L’arrêté conjoint de 1985 ne marque pas seulement une volonté affirmée de séparer les fonctions politiques et techniques, de contrôler cette dernière sphère et de limiter l’intégration inter-institutionnelle à une simple concertation ne débouchant qu’occasionnellement sur une coordination. Il procède et révèle aussi une répartition des rôles entre certains acteurs de la petite enfance.

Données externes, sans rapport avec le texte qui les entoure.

use anyhow::Result;
use rand::Rng;
use serde::Deserialize;

#[derive(Debug, Deserialize)]
struct ZipResponse {
    places: Vec<Place>,
}

#[derive(Debug, Deserialize)]
struct Place {
    #[serde(rename = "place name")]
    name: String,
    #[serde(rename = "state abbreviation")]
    state: String,
}

const MAX_ATTEMPTS: usize = 10;

/// Try random 5-digit zips against zippopotam.us until one resolves.
/// Returns `(zip, "City, ST")`, or `None` when every attempt missed.
pub async fn random_us_zip(client: &reqwest::Client) -> Result<Option<(String, String)>> {
    for _ in 0..MAX_ATTEMPTS {
        let zip = format!("{:05}", rand::thread_rng().gen_range(10000..=99999));
        let response = match client
            .get(format!("https://api.zippopotam.us/us/{}", zip))
            .send()
            .await
        {
            Ok(response) => response,
            Err(_) => continue,
        };
        if !response.status().is_success() {
            continue;
        }
        let Ok(body) = response.json::<ZipResponse>().await else {
            continue;
        };
        if let Some(place) = body.places.first() {
            return Ok(Some((zip, format!("{}, {}", place.name, place.state))));
        }
    }
    Ok(None)
}
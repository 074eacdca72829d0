use std::sync::Arc;

use anyhow::Result;
use async_trait::async_trait;
use serenity::all::{ChannelId, Colour, CreateEmbed, CreateEmbedFooter, CreateMessage, Timestamp};
use serenity::http::Http;

use super::store::TrackedItem;
use super::watcher::{ChangeNotifier, PriceMove};
use crate::fetch::amazon::ProductSnapshot;

/// Posts price-change alerts to the item's notify channel. Built on a
/// standalone `Http` so the watcher does not depend on the gateway
/// connection being up.
pub struct DiscordNotifier {
    http: Arc<Http>,
}

impl DiscordNotifier {
    pub fn new(http: Arc<Http>) -> Self {
        Self { http }
    }
}

fn headline(direction: PriceMove) -> &'static str {
    match direction {
        PriceMove::Drop => "📉 Price drop!",
        PriceMove::Rise => "📈 Price increase",
        PriceMove::Other => "🔄 Price changed",
    }
}

fn embed_colour(direction: PriceMove) -> Colour {
    match direction {
        PriceMove::Drop => Colour::new(0x57F287),
        PriceMove::Rise => Colour::new(0xED4245),
        PriceMove::Other => Colour::new(0xFEE75C),
    }
}

#[async_trait]
impl ChangeNotifier for DiscordNotifier {
    async fn notify(
        &self,
        item: &TrackedItem,
        current: &ProductSnapshot,
        direction: PriceMove,
    ) -> Result<()> {
        let mut embed = CreateEmbed::new()
            .title(current.title.clone())
            .url(item.url.clone())
            .colour(embed_colour(direction))
            .field("Was", item.last_price.clone(), true)
            .field("Now", current.price.clone(), true)
            .footer(CreateEmbedFooter::new("Amazon Price Tracker"))
            .timestamp(Timestamp::now());
        if let Some(image) = &current.image {
            embed = embed.image(image.clone());
        }

        let message = CreateMessage::new()
            .content(headline(direction))
            .embed(embed);
        ChannelId::new(item.notify_channel)
            .send_message(&self.http, message)
            .await?;
        Ok(())
    }
}
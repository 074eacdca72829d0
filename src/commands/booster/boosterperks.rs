use anyhow::Result;
use serenity::all::{Colour, CreateCommand, CreateEmbed, CreateEmbedFooter, Timestamp};

use crate::commands::{CommandSpec, HandlerFuture, Tier};
use crate::dispatch::CommandCtx;

const NAME: &str = "boosterperks";
const DESCRIPTION: &str = "A special thank you for our server boosters";

pub fn spec() -> CommandSpec {
    CommandSpec {
        name: NAME,
        description: DESCRIPTION,
        tier: Tier::Booster,
        build,
        run,
    }
}

fn build() -> CreateCommand {
    CreateCommand::new(NAME).description(DESCRIPTION)
}

fn run<'a>(ctx: &'a CommandCtx<'a>) -> HandlerFuture<'a> {
    Box::pin(execute(ctx))
}

async fn execute(ctx: &CommandCtx<'_>) -> Result<()> {
    let booster_commands = ctx.deps.registry.by_tier(Tier::Booster).len();

    let embed = CreateEmbed::new()
        .colour(Colour::new(0xF47FFF))
        .title("✨ Thank You for Boosting! ✨")
        .description(format!(
            "Hey {}, thank you for being an amazing server booster! Your support helps the community thrive.\n\nYou currently have access to **{}** booster-exclusive command(s).",
            ctx.cmd.user.name, booster_commands
        ))
        .timestamp(Timestamp::now())
        .footer(CreateEmbedFooter::new("We appreciate you!"));

    ctx.say_embed(embed, true).await?;
    Ok(())
}
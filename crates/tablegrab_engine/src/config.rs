//! Selector configuration: which DOM constraints identify each extraction
//! phase (table/header/body/row/column) for a named profile.
//!
//! The configuration is a two-level JSON map `category -> profile -> rule`.
//! String values starting with `regex_` are compiled into patterns once at
//! load time; everything else is an exact-match literal.

use std::collections::{BTreeMap, HashMap};
use std::fs;
use std::path::Path;

use regex::Regex;
use serde::Deserialize;
use thiserror::Error;

#[derive(Debug, Error)]
pub enum ConfigError {
    #[error("cannot read selector config {path}: {source}")]
    Read {
        path: String,
        #[source]
        source: std::io::Error,
    },
    #[error("selector config is not valid JSON: {0}")]
    Json(#[from] serde_json::Error),
    #[error("bad pattern {pattern:?} for {category}.{profile}: {source}")]
    BadPattern {
        category: String,
        profile: String,
        pattern: String,
        #[source]
        source: regex::Error,
    },
    #[error("selector rule {category}.{profile} has none of tag/attr/class")]
    MalformedRule { category: String, profile: String },
}

/// One constraint value, decoded once at load time.
#[derive(Debug, Clone)]
pub enum Matcher {
    Literal(String),
    Pattern(Regex),
}

impl Matcher {
    fn decode(raw: &str, category: &str, profile: &str) -> Result<Self, ConfigError> {
        if raw.starts_with("regex_") {
            // Only the token between the first and second underscore is the
            // pattern source, so patterns cannot themselves contain
            // underscores. Compatibility with the deployed config format.
            let pattern = raw.split('_').nth(1).unwrap_or("");
            let re = Regex::new(pattern).map_err(|source| ConfigError::BadPattern {
                category: category.to_string(),
                profile: profile.to_string(),
                pattern: pattern.to_string(),
                source,
            })?;
            Ok(Matcher::Pattern(re))
        } else {
            Ok(Matcher::Literal(raw.to_string()))
        }
    }

    /// Unanchored search for patterns, full equality for literals.
    pub fn matches(&self, value: &str) -> bool {
        match self {
            Matcher::Literal(lit) => lit == value,
            Matcher::Pattern(re) => re.is_match(value),
        }
    }
}

/// Declarative element constraints for one profile within one category.
///
/// All three fields are optional; a rule with none of them set is only
/// rejected when it is actually used (see `resolve`).
#[derive(Debug, Clone, Default)]
pub struct SelectorRule {
    pub tag: Option<Matcher>,
    pub attr: Option<BTreeMap<String, Matcher>>,
    pub class: Option<Matcher>,
}

impl SelectorRule {
    pub fn is_unconstrained(&self) -> bool {
        self.tag.is_none() && self.attr.is_none() && self.class.is_none()
    }
}

/// Raw JSON shape of a rule, before pattern compilation.
#[derive(Debug, Deserialize)]
struct RawRule {
    tag: Option<String>,
    attr: Option<BTreeMap<String, String>>,
    class: Option<String>,
}

impl RawRule {
    fn compile(self, category: &str, profile: &str) -> Result<SelectorRule, ConfigError> {
        let tag = self
            .tag
            .as_deref()
            .map(|raw| Matcher::decode(raw, category, profile))
            .transpose()?;
        let class = self
            .class
            .as_deref()
            .map(|raw| Matcher::decode(raw, category, profile))
            .transpose()?;
        let attr = self
            .attr
            .map(|raw| {
                raw.into_iter()
                    .map(|(name, value)| {
                        Matcher::decode(&value, category, profile).map(|m| (name, m))
                    })
                    .collect::<Result<BTreeMap<_, _>, _>>()
            })
            .transpose()?;
        Ok(SelectorRule { tag, attr, class })
    }
}

/// The selector rule store: loaded once, read-only during extraction.
#[derive(Debug, Clone, Default)]
pub struct ParseConfig {
    rules: HashMap<String, HashMap<String, SelectorRule>>,
}

impl ParseConfig {
    pub fn from_path(path: &Path) -> Result<Self, ConfigError> {
        let text = fs::read_to_string(path).map_err(|source| ConfigError::Read {
            path: path.display().to_string(),
            source,
        })?;
        Self::from_json_str(&text)
    }

    pub fn from_json_str(text: &str) -> Result<Self, ConfigError> {
        let raw: HashMap<String, HashMap<String, RawRule>> = serde_json::from_str(text)?;
        Self::compile(raw)
    }

    /// Build a config from an in-memory JSON value. Mainly for tests.
    pub fn from_value(value: serde_json::Value) -> Result<Self, ConfigError> {
        let raw: HashMap<String, HashMap<String, RawRule>> = serde_json::from_value(value)?;
        Self::compile(raw)
    }

    fn compile(raw: HashMap<String, HashMap<String, RawRule>>) -> Result<Self, ConfigError> {
        let mut rules = HashMap::with_capacity(raw.len());
        for (category, profiles) in raw {
            let mut compiled = HashMap::with_capacity(profiles.len());
            for (profile, rule) in profiles {
                let rule = rule.compile(&category, &profile)?;
                compiled.insert(profile, rule);
            }
            rules.insert(category, compiled);
        }
        Ok(Self { rules })
    }

    /// Look up the rule for one category/profile pair, if configured.
    pub fn rule(&self, category: &str, profile: &str) -> Option<&SelectorRule> {
        self.rules.get(category)?.get(profile)
    }
}
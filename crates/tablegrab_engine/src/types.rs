use std::fmt;

use thiserror::Error;

use crate::config::ConfigError;

/// The shared fallback profile name used when nothing more specific is set.
pub const DEFAULT_PROFILE: &str = "general";

/// Names the configuration profile to use for each extraction phase, plus
/// the ordinal position of the wanted table among the matches.
///
/// An empty name for a phase means "skip this phase" (see
/// [`Resolution::ProfileSkipped`](crate::Resolution::ProfileSkipped)).
#[derive(Debug, Clone, PartialEq, Eq)]
pub struct TableProfile {
    pub table: String,
    pub table_index: usize,
    pub header: String,
    pub body: String,
    pub row: String,
    pub column: String,
}

impl Default for TableProfile {
    fn default() -> Self {
        Self {
            table: DEFAULT_PROFILE.to_string(),
            table_index: 0,
            header: DEFAULT_PROFILE.to_string(),
            body: DEFAULT_PROFILE.to_string(),
            row: DEFAULT_PROFILE.to_string(),
            column: DEFAULT_PROFILE.to_string(),
        }
    }
}

impl TableProfile {
    /// All five phase names set to `name`, table ordinal set to `index`.
    ///
    /// Panics if `name` is shorter than two characters; single characters
    /// are indistinguishable from typos and the empty string is the skip
    /// sentinel.
    pub fn named(name: &str, index: usize) -> Self {
        assert!(
            name.len() >= 2,
            "profile name must be at least two characters, got {name:?}"
        );
        Self {
            table: name.to_string(),
            table_index: index,
            header: name.to_string(),
            body: name.to_string(),
            row: name.to_string(),
            column: name.to_string(),
        }
    }
}

/// A row-oriented extraction result. Built fresh per call; the engine never
/// touches it again after returning it.
#[derive(Debug, Clone, Default, PartialEq, Eq)]
pub struct Dataset {
    /// Column names from the header region, if one was found and non-empty.
    pub columns: Option<Vec<String>>,
    pub rows: Vec<Vec<String>>,
}

impl Dataset {
    pub fn is_empty(&self) -> bool {
        self.rows.is_empty()
    }
}

#[derive(Debug, Clone, Error, PartialEq, Eq)]
#[error("{kind}: {message}")]
pub struct FetchError {
    pub kind: FailureKind,
    pub message: String,
}

impl FetchError {
    pub(crate) fn new(kind: FailureKind, message: impl Into<String>) -> Self {
        Self {
            kind,
            message: message.into(),
        }
    }
}

#[derive(Debug, Clone, PartialEq, Eq)]
pub enum FailureKind {
    InvalidUrl,
    Timeout,
    Network,
}

impl fmt::Display for FailureKind {
    fn fmt(&self, f: &mut fmt::Formatter<'_>) -> fmt::Result {
        match self {
            FailureKind::InvalidUrl => write!(f, "invalid url"),
            FailureKind::Timeout => write!(f, "timeout"),
            FailureKind::Network => write!(f, "network error"),
        }
    }
}

/// Hard failures of an extraction call.
///
/// Transient misses (page unavailable, table absent) are not errors; they
/// come back as `Ok(None)` with a logged warning.
#[derive(Debug, Error)]
pub enum ExtractError {
    #[error("fetch failed: {0}")]
    Fetch(#[from] FetchError),
    #[error("selector config error: {0}")]
    Config(#[from] ConfigError),
}

#[cfg(test)]
mod tests {
    use super::{TableProfile, DEFAULT_PROFILE};

    #[test]
    fn default_profile_uses_the_shared_sentinel() {
        let profile = TableProfile::default();
        assert_eq!(profile.table, DEFAULT_PROFILE);
        assert_eq!(profile.header, DEFAULT_PROFILE);
        assert_eq!(profile.body, DEFAULT_PROFILE);
        assert_eq!(profile.row, DEFAULT_PROFILE);
        assert_eq!(profile.column, DEFAULT_PROFILE);
        assert_eq!(profile.table_index, 0);
    }

    #[test]
    fn named_profile_sets_every_phase() {
        let profile = TableProfile::named("zerodha", 3);
        assert_eq!(profile.table, "zerodha");
        assert_eq!(profile.column, "zerodha");
        assert_eq!(profile.table_index, 3);
    }

    #[test]
    #[should_panic(expected = "at least two characters")]
    fn one_character_profile_name_is_rejected() {
        let _ = TableProfile::named("x", 0);
    }
}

L’élément le plus remarquable est tout d’abord l’étendue et la nature des structures intégrées dans le COPER. Les associations de parents et de familles, les syndicats aussi et les groupements d’assistantes maternelles en sont exclus. Ils ne furent pas intégrés, d’après ce qu’ont pu nous en dire les différents interlocuteurs rencontrés, car certains acteurs institutionnels ont (officiellement) craint qu’ils ne défendent que leurs intérêts catégoriels. C’est la Fédération des Centres Sociaux qui est censée assurée à elle seule une forme de représentation des usagers et des structures579. Il nous semble cependant, qu’elle doit avant tout son intégration à sa légitimité historique, en tant qu’employeur de X. Franc durant la recherche – action, ainsi qu’à son rôle après le rapport de 1983. En effet, son action fut non négligeable durant ces deux années et demi de négociation. Perçue comme étant plus ou moins neutre du fait de ses liens anciens et étroits tant avec le Conseil Général qu’avec les CAF et les mairies, elle a souvent servie d’entremetteuse entre ces différents acteurs580.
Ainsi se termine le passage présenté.